Zombi 3 is regarded as the official follow-up to Zombi 2, although other films were released internationally that were also billed as sequels. These include Andrea Bianchi's Burial Ground, released as Zombi III: Nights of Terror, and Return of the Zombies, as Zombi 3.

===Home media===
In 2002, Zombi 3 was released on DVD in the USA by Media Blasters. The cut version of the film shown in Italy provided the majority of the master for this DVD. In the UK, the film was released on DVD under the title of Zombie Flesh Eaters 2, as part of Vipco's Vault of Horror collection. Vipco later re-issued Zombi 3 as part of their budget Screamtime Collection. In Germany, the film was released on DVD initially by Laser Paradise on July 2, 2001, in a Red Edition, and later, on December 31, 2003, by the same label, as part of a box set entitled the Lucio Fulci Collection. On May 29, 2018, Severin Films released Zombi 3 on DVD and Blu-ray in the U.S.A., featuring a 2K scan of the original uncut version, along with commentaries and interviews. The first 3,000 copies of the Blu-ray also included the film's soundtrack on CD.

==Reception==

"I don't repudiate any of my movies, except Zombi 3. But that movie's not mine. It's the most foolish of my productions. It has been done by a group of idiots."
— - Lucio Fulci on Zombi 3

Fulci also said later on that he didn't like the production and certainly not how certain producers mistreated Filipinos.

From a contemporary review, Philip Nutman and Mario Cortini wrote in Gorezone that Zombi 3 was less original than Fulci's Aenigma, and that its main problem was its budgetary restraints and that "when the makeup FX do happen, they're so damn amateurish that they're embarrassing."

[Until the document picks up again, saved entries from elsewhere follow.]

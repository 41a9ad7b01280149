// Entity Models
//
// Dependency order:
// - Date, Name: standalone values
// - BankClient: Name + Dates
// - BankAccount: shared BankClient + Dates, the only mutable state (balance)

pub mod date;
pub mod name;
pub mod client;
pub mod account;

pub use date::Date;
pub use name::{Name, MAX_NAME_LENGTH, ILLEGAL_SUBSTRING};
pub use client::{BankClient, MIN_CLIENT_ID_LENGTH, MAX_CLIENT_ID_LENGTH};
pub use account::{
    BankAccount, AccountRegistry, SharedAccount,
    MIN_ACCOUNT_NUMBER_LENGTH, MAX_ACCOUNT_NUMBER_LENGTH,
};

From retrospective reviews, Video Watchdog commented that the film had "slow patches" but plenty of exciting (and extremely gory) highlights throughout" The review also commented on Stefano Mainetti's score that "certainly helps things along". Writing in The Zombie Movie Encyclopedia, academic Peter Dendle said, "Most of the movie is a quilt of scenes and motifs shamelessly pasted together from Dawn of the Dead and Return of the Living Dead, but fast pacing and continuous shooting help distract from the absence of plot or character development." Dread Central included the film in their top ten list of best viral outbreak films.